Survey Questionnaire Development
The first questionnaire was developed using a comprehensive targeted literature review on the management of COPD in patients prescribed triple therapy. Topics with dichotomous evidence were identified and a questionnaire was formulated on these topics. A subsequent questionnaire was developed for the second survey with questions which did not achieve consensus in the first round. The questions for the second round were modified based on participants’ feedback, for clarification purposes. The questionnaire was validated by a non-participating respiratory expert for both rounds of survey.
Delphi Surveys and Participant Meeting
The first round of the Delphi survey was conducted in September 2022 and was completed before the participants’ meeting. The survey was emailed to the participants and consisted of 31 questions. Participants from the first round of survey were invited for an online, virtual meeting to discuss the results from the first survey and to understand their views on scientific and clinical data for new concepts in COPD management with triple therapy. The participant meeting was arranged and facilitated by the sponsor, but the sponsor did not participate in the Delphi surveys. Following the participant meeting, the second Delphi survey link was emailed to the participants. The second round was open from October to November 2022.
Development of Consensus Statements
A 1-to-9-point Likert scale was used to phrase questions and rate the responses in accordance with previous Delphi surveys.Citation18–22 The participants anonymously assessed their level of agreement with each statement, ranging from 1 (completely disagree with the statement) to 9 (completely agree with the statement). These scores were divided into three groups: agree (7–9 points), neither agree nor disagree (4–6 points) and disagree (1–3 points). Four open-ended questions were also included in the first round of survey. See complete questionnaire in Supplementary Table S1.
Data Analysis
All questionnaires were fully completed and were taken into consideration for the descriptive analysis of all data. Data were presented as the mean, standard deviation (SD), median, and range. Using a deductive approach, analysis of the first survey results and the participant meeting was conducted to identify commonalities in the panel’s overall opinion to create a second survey. A consensus was deemed to have been reached when 75% of the respondents scored within the agreement range (7–9 points) or disagree range (1–3) for negative consensus.
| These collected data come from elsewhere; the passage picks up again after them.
use crate::agents::Agent;
use crate::error::Result;
use crate::paths;
use serde::{Deserialize, Serialize};
use std::path::Path;

// ---------------------------------------------------------------------------
// ServerConfig
// ---------------------------------------------------------------------------

#[derive(Debug, Clone, PartialEq, Serialize, Deserialize)]
pub struct ServerConfig {
    #[serde(default = "default_host")]
    pub host: String,
    #[serde(default = "default_port")]
    pub port: u16,
    #[serde(default = "default_timeout_secs")]
    pub timeout_secs: u64,
}

fn default_host() -> String {
    "127.0.0.1".to_string()
}

fn default_port() -> u16 {
    8080
}

fn default_timeout_secs() -> u64 {
    30
}

impl Default for ServerConfig {
    fn default() -> Self {
        Self {
            host: default_host(),
            port: default_port(),
            timeout_secs: default_timeout_secs(),
        }
    }
}

// ---------------------------------------------------------------------------
// Config
// ---------------------------------------------------------------------------

#[derive(Debug, Clone, Default, PartialEq, Serialize, Deserialize)]
pub struct ProjectConfig {
    #[serde(default, skip_serializing_if = "String::is_empty")]
    pub name: String,
}

/// Contents of `.technocrat/config.yaml`.
#[derive(Debug, Clone, Default, PartialEq, Serialize, Deserialize)]
pub struct Config {
    #[serde(default)]
    pub project: ProjectConfig,
    /// Agent names selected at `init`, in the order given.
    #[serde(default, skip_serializing_if = "Vec::is_empty")]
    pub agents: Vec<String>,
    #[serde(default)]
    pub server: ServerConfig,
    #[serde(default, skip_serializing_if = "Option::is_none")]
    pub technocrat_version: Option<String>,
}

impl Config {
    pub fn new(project_name: impl Into<String>) -> Self {
        Self {
            project: ProjectConfig {
                name: project_name.into(),
            },
            technocrat_version: Some(env!("CARGO_PKG_VERSION").to_string()),
            ..Self::default()
        }
    }

    /// Load the workspace config, or defaults when the file does not exist.
    pub fn load(root: &Path) -> Result<Self> {
        let path = paths::config_path(root);
        if !path.exists() {
            tracing::debug!(path = %path.display(), "no config file, using defaults");
            return Ok(Self::default());
        }
        let data = std::fs::read_to_string(&path)?;
        let cfg: Config = serde_yaml::from_str(&data)?;
        Ok(cfg)
    }

    pub fn save(&self, root: &Path) -> Result<()> {
        let path = paths::config_path(root);
        let data = serde_yaml::to_string(self)?;
        crate::io::atomic_write(&path, data.as_bytes())
    }

    /// Selected agents that resolve to a known agent. Unknown names are
    /// logged and skipped.
    pub fn selected_agents(&self) -> Vec<Agent> {
        self.agents
            .iter()
            .filter_map(|name| match Agent::from_name(name) {
                Ok(agent) => Some(agent),
                Err(e) => {
                    tracing::warn!(agent = %name, error = %e, "ignoring agent in config");
                    None
                }
            })
            .collect()
    }

    /// Record `agents`, keeping earlier selections and their order.
    pub fn add_agents(&mut self, agents: &[Agent]) {
        for agent in agents {
            let name = agent.name().to_string();
            if !self.agents.contains(&name) {
                self.agents.push(name);
            }
        }
    }
}

#[cfg(test)]
mod tests {
    use super::*;
    use tempfile::TempDir;

    #[test]
    fn missing_file_yields_defaults() {
        let dir = TempDir::new().unwrap();
        let cfg = Config::load(dir.path()).unwrap();
        assert_eq!(cfg, Config::default());
        assert_eq!(cfg.server.port, 8080);
        assert_eq!(cfg.server.timeout_secs, 30);
    }

    #[test]
    fn save_then_load() {
        let dir = TempDir::new().unwrap();
        let mut cfg = Config::new("Acme");
        cfg.add_agents(&[Agent::Claude, Agent::Gemini, Agent::Claude]);
        cfg.save(dir.path()).unwrap();

        let loaded = Config::load(dir.path()).unwrap();
        assert_eq!(loaded.project.name, "Acme");
        assert_eq!(loaded.agents, vec!["claude", "gemini"]);
        assert_eq!(
            loaded.technocrat_version.as_deref(),
            Some(env!("CARGO_PKG_VERSION"))
        );
    }

    #[test]
    fn partial_yaml_fills_defaults() {
        let dir = TempDir::new().unwrap();
        let path = paths::config_path(dir.path());
        std::fs::create_dir_all(path.parent().unwrap()).unwrap();
        std::fs::write(&path, "server:\n  port: 9000\nagents: [claude, emacs]\n").unwrap();

        let cfg = Config::load(dir.path()).unwrap();
        assert_eq!(cfg.server.port, 9000);
        assert_eq!(cfg.server.host, "127.0.0.1");
        assert_eq!(cfg.selected_agents(), vec![Agent::Claude]);
    }

    #[test]
    fn malformed_yaml_is_an_error() {
        let dir = TempDir::new().unwrap();
        let path = paths::config_path(dir.path());
        std::fs::create_dir_all(path.parent().unwrap()).unwrap();
        std::fs::write(&path, "server: [not, a, map]\n").unwrap();
        assert!(Config::load(dir.path()).is_err());
    }
}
This was consistent with previous studies that have employed the Delphi method.Citation19–21,Citation23 All responses were examined for accuracy and consistency by an external reviewer for data quality checks. The research team collected all the responses, and analysis was performed using Microsoft Office Excel (ver. 2019).
Results
Participants
In the first round of the survey, all 21 participating respiratory experts completed the survey (response rate of 100%). Fourteen experts attended the participant meeting (66.7%). All the original participants completed the post-meeting second survey conducted in October–November 2022 (response rate of 100%). The participating experts had an average age of 50.7 years and managed an average of 161 patients in a month. All participants had advanced medical degrees, with particular interest in COPD research and had an average working experience of 20 years in the respiratory field and met the selection criteria.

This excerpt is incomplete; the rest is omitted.